Saved entries
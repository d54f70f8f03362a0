use serde::{Deserialize, Serialize};
use serde_json::Value;

/// Provider-independent result of one adapter call.
///
/// Built fresh by an adapter for every successful call and never mutated
/// afterwards; the orchestrator caches it as-is.
#[derive(Clone, Debug, PartialEq, Serialize, Deserialize)]
#[serde(rename_all = "camelCase")]
pub struct NormalizedResult {
    /// The numeric answer (USD, persons, index points... depending on query)
    pub value: f64,

    /// Adapter that produced the value
    pub source: String,

    /// Provider-specific context (period, units, raw identifiers)
    pub details: Value,

    /// Adapter confidence in [0, 1]
    pub confidence: f64,
}

impl NormalizedResult {
    pub fn new(value: f64, source: impl Into<String>, details: Value, confidence: f64) -> Self {
        Self {
            value,
            source: source.into(),
            details,
            confidence: confidence.clamp(0.0, 1.0),
        }
    }
}

/// Orchestrator answer to a logical query.
///
/// `source` always names the adapter that produced `value`, or `"mock"`
/// when the static fallback table answered.
#[derive(Clone, Debug, PartialEq, Serialize, Deserialize)]
#[serde(rename_all = "camelCase")]
pub struct MarketSizeResult {
    pub value: f64,
    pub source: String,
    pub details: Value,
    pub confidence: f64,
    /// True when the value came from a live cache entry
    pub cached: bool,
}

impl MarketSizeResult {
    pub fn from_normalized(result: NormalizedResult, cached: bool) -> Self {
        Self {
            value: result.value,
            source: result.source,
            details: result.details,
            confidence: result.confidence,
            cached,
        }
    }

    pub fn is_mock(&self) -> bool {
        self.source == super::MOCK_SOURCE
    }
}

#[cfg(test)]
mod tests {
    use super::*;
    use serde_json::json;

    #[test]
    fn test_confidence_is_clamped() {
        let r = NormalizedResult::new(1.0, "FRED", json!({}), 1.7);
        assert_eq!(r.confidence, 1.0);
        let r = NormalizedResult::new(1.0, "FRED", json!({}), -0.2);
        assert_eq!(r.confidence, 0.0);
    }

    #[test]
    fn test_market_size_result_keeps_source() {
        let r = NormalizedResult::new(42.0, "CENSUS", json!({"year": 2021}), 0.9);
        let m = MarketSizeResult::from_normalized(r, true);
        assert_eq!(m.source, "CENSUS");
        assert!(m.cached);
        assert!(!m.is_mock());
        assert_eq!(m.details["year"], 2021);
    }
}
//! Core error types for MarketLens.
//!
//! Provider failures arrive as [`MarketDataError`] from the market data
//! crate. Calculator and configuration errors are input problems and are
//! returned to the caller as-is.

use thiserror::Error;

pub use marketlens_market_data::errors::{CacheError, MarketDataError};

/// Type alias for Result using our Error type.
pub type Result<T> = std::result::Result<T, Error>;

/// Root error type for the sizing service.
#[derive(Error, Debug)]
pub enum Error {
    #[error("Market data operation failed: {0}")]
    MarketData(#[from] MarketDataError),

    #[error("Calculation failed: {0}")]
    Calculation(#[from] CalculatorError),

    #[error("Invalid configuration: {0}")]
    Config(#[from] ConfigError),

    #[error("Cache setup failed: {0}")]
    Cache(#[from] CacheError),

    #[error("Cannot cross-validate: {0}")]
    CrossValidation(String),
}

/// Invalid calculator input.
#[derive(Error, Debug, Clone, PartialEq)]
pub enum CalculatorError {
    #[error("Missing input: {0}")]
    MissingInput(&'static str),

    #[error("Invalid {field}: {reason}")]
    InvalidInput { field: &'static str, reason: String },
}

impl CalculatorError {
    pub(crate) fn invalid(field: &'static str, reason: impl Into<String>) -> Self {
        Self::InvalidInput {
            field,
            reason: reason.into(),
        }
    }
}

/// Errors reading configuration from the environment.
#[derive(Error, Debug, Clone, PartialEq)]
pub enum ConfigError {
    #[error("{key}: cannot parse '{value}'")]
    InvalidValue { key: String, value: String },

    #[error("{key}: {reason}")]
    OutOfRange { key: String, reason: String },
}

Work request
The required output is the set of lines from the first line of the data through the line that contains "pub struct NormalizedResult", transcribed exactly.

Result below
repository d54f70f8f03362a0
use serde::{Deserialize, Serialize};
use serde_json::Value;

/// Provider-independent result of one adapter call.
///
/// Built fresh by an adapter for every successful call and never mutated
/// afterwards; the orchestrator caches it as-is.
#[derive(Clone, Debug, PartialEq, Serialize, Deserialize)]
#[serde(rename_all = "camelCase")]
pub struct NormalizedResult {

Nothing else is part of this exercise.